La règle de droit doit s'appliquer à tous les membres de la société, doit être la même pour tous et désigner personne en particulier.
Art 9 du Code Civil: "Chacun a le droit au respect de sa vie privé"
Art 16-1 du Code Civil: "Chacun a le droit au respect de son corps",
--> règles ne sont pas nominatives
Toutefois, il existe des règles de droit nominatives:
--> Art 17 de la Constitution: "Le Président de la République a le droit de faire grâce à titre individuel" --> cas de Jacqueline Sauvage, mesure individuelle.
Et, il existe des textes qui ne désigne pas tout le monde
exemple:
- code du droit de consommation--> vise que les consommateurs
- loi de 1985 ne vise que les gens concernés par les incidents de la circulation
ce sont souvent des règles protectrices sur une catégorie de personne; ce n'est pas nominatif pour favoriser l'égalité entre les citoyens.
--> ne vise jamais un fait ou un acte en particulier: ne s'attache pas aux détails des situations: tous les crimes sont englobés.
Depuis la création du Code Civil: Par Portalis (un des rédacteurs le plus connu)« l’office de la loi est de fixer par de grand vu les maximes général », le détail est moins important.
Elle est générale pour être pérenne--> durable: plus elle est générale, plus l'adaptation
"Les lois ne doivent point être changées, modifiées ou abrogées sans de grandes considérations".- Portalis
"Il faut toucher aux lois que d'une main tremblante" -Montesquieu, Lettres Persanes.
--> si une loi a été adoptée, c'est pour une raison alors il faut rechercher cette raison avant de la modifier ou de la supprimer.

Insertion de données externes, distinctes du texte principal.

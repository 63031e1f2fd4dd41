//! Lock Registry (C5): named cooperative locks, shared across all sessions.
//!
//! Grounded directly on the original `locks = dict()` in
//! `x84/engine.py::_loop` — a plain map from lock name to acquisition
//! time, mutated only by the engine in response to `lock*` messages.

use std::collections::HashMap;
use std::time::{Duration, Instant};

use tracing::{debug, error};

/// A single named lock: presence in the registry ≡ held.
#[derive(Default)]
pub struct LockRegistry {
    held: HashMap<String, Instant>,
}

impl LockRegistry {
    pub fn new() -> Self {
        LockRegistry {
            held: HashMap::new(),
        }
    }

    /// Applies acquire semantics for `name`, returning the reply to post.
    ///
    /// - Free: insert with now, grant.
    /// - Held but `stale` elapsed: overwrite with now, grant, log override.
    /// - Held, not stale (or no `stale` given): deny.
    pub fn acquire(&mut self, name: &str, stale: Option<Duration>) -> bool {
        match self.held.get(name) {
            None => {
                self.held.insert(name.to_string(), Instant::now());
                debug!(lock = name, "granted");
                true
            }
            Some(&acquired_at) => {
                if let Some(stale) = stale {
                    if acquired_at.elapsed() > stale {
                        self.held.insert(name.to_string(), Instant::now());
                        error!(lock = name, "stale; override granted");
                        return true;
                    }
                }
                debug!(lock = name, "acquire failed; already held");
                false
            }
        }
    }

    /// Applies release semantics for `name`. No reply is ever posted for a
    /// release (see §4.5); failures are logged, not surfaced.
    pub fn release(&mut self, name: &str) {
        if self.held.remove(name).is_none() {
            error!(lock = name, "release of a lock that was not held");
        }
    }
}

#[cfg(test)]
mod tests {
    use super::*;

    #[test]
    fn acquire_release_round_trips() {
        let mut locks = LockRegistry::new();
        assert!(locks.acquire("room", None));
        assert!(!locks.held.is_empty());
        locks.release("room");
        assert!(locks.held.is_empty());
    }

    #[test]
    fn contended_acquire_is_denied() {
        let mut locks = LockRegistry::new();
        assert!(locks.acquire("room", None));
        assert!(!locks.acquire("room", None));
    }

    #[test]
    fn release_then_reacquire_succeeds() {
        let mut locks = LockRegistry::new();
        assert!(locks.acquire("room", None));
        assert!(!locks.acquire("room", None));
        locks.release("room");
        assert!(locks.acquire("room", None));
    }

    #[test]
    fn release_of_unheld_lock_is_a_logged_no_op() {
        let mut locks = LockRegistry::new();
        locks.release("nope"); // must not panic
    }

    #[test]
    fn stale_override_grants_after_ttl_elapses() {
        let mut locks = LockRegistry::new();
        assert!(locks.acquire("x", None));
        std::thread::sleep(Duration::from_millis(5));
        assert!(locks.acquire("x", Some(Duration::from_millis(1))));
    }

    #[test]
    fn non_stale_ttl_still_denies() {
        let mut locks = LockRegistry::new();
        assert!(locks.acquire("x", None));
        assert!(!locks.acquire("x", Some(Duration::from_secs(60))));
    }
}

Pourquoi a-t-elle été votée?
Si la loi change souvent, les citoyens ne peuvent pas adapter leur comportement en fonction, aux droits.
Impératif de sécurité juridique qui veut que la loi ait un caractère permanent, elle doit être évolutive et s’adapter aux progrès (technique, sociaux, etc) Ex : loi de la presse
la règle de droit est coercitive car:
- elle est obligatoire
- elle est sanctionnable
Elle s'impose par le biais d'une sanction étatique.
--> c'est l'Etat qui impose la loi
-règle impérative ou d'ordre public: on ne peut jamais y déroger, personne ne peut échapper à la règle, doit être conforme aux bonnes moeurs
-règle supplétive: peuvent être écartées par la volonté des citoyens, la loi va prévoir une règle et elle s’applique sauf si les citoyens veulent autrement (ex : on peut rédiger un testament, et si on ne rédige pas il y a une règle supplétive de volonté, mais on ne peut pas déshériter nos descendant).
Elle est obligatoire car si on ne prévoit rien d’autre c’est cette règle qui va s’appliquer et elle est possible à écarter.
CE SONT DES REGLES OBLIGATOIRES.
Mais, il existe aussi des règles non obligatoires.
Ces lois n’ont ainsi pas de portée intéressante à côté de leur fonction de loi « bavardage juridique »
exemple: lois mémorielles, 16 juil 1984 : les activités physique et sportive constituent un facteur important
La violation d'une règle de droit engendre la prononcé d'une sanction qui peut emprunter différentes formes (émane toujours de l'Etat)
Faire vengeance seule --> interdit, peut seulement émaner de l'Etat
2 moyens d'obtenir une sanction
- recourir au juge: trancher un litige en appliquant une règle de droit, il se doit d'etre impartial et pour garantir cette sanction, le droit garantit l'accès au juge avec l'aide juridictionnel.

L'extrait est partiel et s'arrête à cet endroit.